Pantau - Kementerian Pendidikan Dasar dan Menengah (Kemendikdasmen) melepas 20 talenta terbaik Indonesia untuk mengikuti WorldSkills Competition Shanghai 2026, ajang olimpiade vokasi internasional yang mempertemukan talenta muda dari berbagai negara.
Sebanyak 20 kompetitor tersebut akan mewakili Indonesia dengan bertanding dalam 17 bidang kompetensi di Shanghai, China.
Wakil Menteri Pendidikan Dasar dan Menengah (Wamendikdasmen) Fajar Riza Ul Haq mengatakan seluruh kompetitor yang mewakili Indonesia merupakan murid maupun lulusan Sekolah Menengah Kejuruan (SMK).
Kontingen Dipilih Lewat Seleksi Ketat
Para wakil Indonesia dipilih melalui proses seleksi dari para pemenang Lomba Kompetensi Siswa (LKS) dalam beberapa tahun terakhir.
Fajar menegaskan proses untuk menentukan peserta yang diberangkatkan ke Shanghai berlangsung sangat ketat karena mereka disaring dari talenta-talenta terbaik Indonesia.
“Saya yakin adik-adik bisa terpilih berangkat ke Shanghai itu proses seleksinya sangat ketat, terpilih dari terbaik di antara terbaik. Oleh karena itu, saya rasa kami percaya kontingen Indonesia di Shanghai akan menunjukkan hasil yang terbaik untuk bangsa,” kata Fajar.

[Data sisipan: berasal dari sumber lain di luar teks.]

//! Bind parameters for prepared statements.

use scylla::value::CqlValue;

/// Parameter value for prepared statements.
///
/// Each variant maps onto exactly one CQL type, so the cluster sees the
/// width the caller asked for (`Int` for `int` columns, `BigInt` for `bigint`).
#[derive(Debug, Clone, PartialEq)]
pub enum Parameter {
    /// NULL value
    Null,
    /// `boolean`
    Boolean(bool),
    /// `int`
    Int(i32),
    /// `bigint`
    BigInt(i64),
    /// `float`
    Float(f32),
    /// `double`
    Double(f64),
    /// `text` / `varchar`
    Text(String),
    /// `blob`
    Blob(Vec<u8>),
}

impl Parameter {
    /// Convert to the driver value sent over the wire. `Null` becomes `None`.
    pub fn to_cql_value(&self) -> Option<CqlValue> {
        match self {
            Parameter::Null => None,
            Parameter::Boolean(b) => Some(CqlValue::Boolean(*b)),
            Parameter::Int(i) => Some(CqlValue::Int(*i)),
            Parameter::BigInt(i) => Some(CqlValue::BigInt(*i)),
            Parameter::Float(f) => Some(CqlValue::Float(*f)),
            Parameter::Double(f) => Some(CqlValue::Double(*f)),
            Parameter::Text(s) => Some(CqlValue::Text(s.clone())),
            Parameter::Blob(b) => Some(CqlValue::Blob(b.clone())),
        }
    }
}

impl From<bool> for Parameter {
    fn from(value: bool) -> Self {
        Parameter::Boolean(value)
    }
}

impl From<i32> for Parameter {
    fn from(value: i32) -> Self {
        Parameter::Int(value)
    }
}

impl From<i64> for Parameter {
    fn from(value: i64) -> Self {
        Parameter::BigInt(value)
    }
}

impl From<f32> for Parameter {
    fn from(value: f32) -> Self {
        Parameter::Float(value)
    }
}

impl From<f64> for Parameter {
    fn from(value: f64) -> Self {
        Parameter::Double(value)
    }
}

impl From<String> for Parameter {
    fn from(value: String) -> Self {
        Parameter::Text(value)
    }
}

impl From<&str> for Parameter {
    fn from(value: &str) -> Self {
        Parameter::Text(value.to_string())
    }
}

impl From<Vec<u8>> for Parameter {
    fn from(value: Vec<u8>) -> Self {
        Parameter::Blob(value)
    }
}

impl<T: Into<Parameter>> From<Option<T>> for Parameter {
    fn from(value: Option<T>) -> Self {
        value.map(Into::into).unwrap_or(Parameter::Null)
    }
}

Pernyataan tersebut disampaikan Fajar dalam kegiatan Pelepasan Kontingen Republik Indonesia pada WorldSkills Competition Shanghai 2026 di Plaza Insan Berprestasi, Gedung A Kemendikdasmen, Selasa malam.

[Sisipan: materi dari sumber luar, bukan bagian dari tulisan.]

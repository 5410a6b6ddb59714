//! Plain statements.
//!
//! A `Statement` runs arbitrary text, including the `CONSISTENCY`
//! meta-commands, and can accumulate text into a batch. It holds at most one
//! result at a time and is not meant to be shared between threads without
//! external synchronization.

use crate::client::unsupported::{FetchDirection, Operation};
use crate::error::QueryError;
use crate::query::batch::{self, Batch, BatchStatus};
use crate::query::executor::Executor;
use crate::query::results::{ExecutionResult, ResultSet, UPDATE_COUNT_UNKNOWN};
use crate::transport::protocol::BatchEntry;

/// Statement for executing CQL text.
#[derive(Debug)]
pub struct Statement {
    executor: Executor,
    /// Pending batch, created on first add
    batch: Option<Batch>,
    /// Rows of the most recent execution
    result: Option<ResultSet>,
    closed: bool,
}

impl Statement {
    pub(crate) fn new(executor: Executor) -> Self {
        Self {
            executor,
            batch: None,
            result: None,
            closed: false,
        }
    }

    fn check_closed(&self) -> Result<(), QueryError> {
        if self.closed {
            Err(QueryError::StatementClosed)
        } else {
            Ok(())
        }
    }

    /// Execute text.
    ///
    /// Returns `true` when the execution produced rows, available through
    /// [`Statement::result`]; `false` for anything else.
    ///
    /// # Errors
    /// Returns `QueryError::StatementClosed` after close, and the errors of
    /// [`Executor::execute`].
    pub fn execute(&mut self, cql: &str) -> Result<bool, QueryError> {
        self.check_closed()?;
        self.result = None;

        match self.executor.execute(cql)? {
            ExecutionResult::Rows(result_set) => {
                self.result = Some(result_set);
                Ok(true)
            }
            ExecutionResult::Update => Ok(false),
        }
    }

    /// Execute text that must produce rows.
    ///
    /// # Errors
    /// Returns `QueryError::NoResultSet` if the text produced no rows.
    pub fn execute_query(&mut self, cql: &str) -> Result<ResultSet, QueryError> {
        self.execute(cql)?;
        self.result.take().ok_or_else(|| {
            QueryError::NoResultSet("Statement did not produce rows".to_string())
        })
    }

    /// Execute text and return the update count, which is always unknown.
    pub fn execute_update(&mut self, cql: &str) -> Result<i64, QueryError> {
        self.execute(cql)?;
        self.update_count()
    }

    /// Rows of the last execution, if it produced any.
    pub fn result(&self) -> Option<&ResultSet> {
        self.result.as_ref()
    }

    pub fn result_mut(&mut self) -> Option<&mut ResultSet> {
        self.result.as_mut()
    }

    /// Take ownership of the rows of the last execution.
    pub fn take_result(&mut self) -> Option<ResultSet> {
        self.result.take()
    }

    /// Cassandra never reports affected rows.
    pub fn update_count(&self) -> Result<i64, QueryError> {
        self.check_closed()?;
        Ok(UPDATE_COUNT_UNKNOWN)
    }

    /// Append text to the pending batch.
    pub fn add_batch(&mut self, cql: &str) -> Result<(), QueryError> {
        self.check_closed()?;
        batch::add_pending(&mut self.batch, BatchEntry::Text(cql.to_string()));
        Ok(())
    }

    /// Drop the pending batch.
    pub fn clear_batch(&mut self) -> Result<(), QueryError> {
        self.check_closed()?;
        self.batch = None;
        Ok(())
    }

    /// Number of statements waiting in the pending batch.
    pub fn pending_batch_len(&self) -> usize {
        self.batch.as_ref().map_or(0, Batch::len)
    }

    /// Run the pending batch as one unit.
    ///
    /// The pending batch is cleared whether or not the cluster accepts it.
    ///
    /// # Errors
    /// Returns `QueryError::NoBatchStatements` when nothing was added.
    pub fn execute_batch(&mut self) -> Result<Vec<BatchStatus>, QueryError> {
        self.check_closed()?;
        batch::execute_pending(&mut self.batch, &self.executor)
    }

    /// Cancellation is not supported.
    pub fn cancel(&self) -> Result<(), QueryError> {
        Operation::Cancel.reject()
    }

    /// Accepted and ignored.
    pub fn set_cursor_name(&self, _name: &str) -> Result<(), QueryError> {
        self.check_closed()
    }

    pub fn fetch_direction(&self) -> Result<FetchDirection, QueryError> {
        self.check_closed()?;
        Ok(FetchDirection::Forward)
    }

    /// Fail an operation outside the supported subset.
    pub fn unsupported<T>(&self, operation: Operation) -> Result<T, QueryError> {
        operation.reject()
    }

    /// Close the statement. Closing twice is a no-op.
    pub fn close(&mut self) {
        self.closed = true;
        self.result = None;
        self.batch = None;
    }

    pub fn is_closed(&self) -> bool {
        self.closed
    }
}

Menurut Fajar, keikutsertaan 20 kompetitor dalam olimpiade keterampilan vokasional tersebut menjadi kesempatan bagi Indonesia untuk menunjukkan kemampuan talenta-talenta muda terbaiknya di tingkat dunia.
Kompetisi tersebut akan mempertemukan talenta muda dari berbagai negara sehingga menjadi arena bagi kontingen Indonesia untuk membuktikan kemampuan mereka dalam bersaing secara global.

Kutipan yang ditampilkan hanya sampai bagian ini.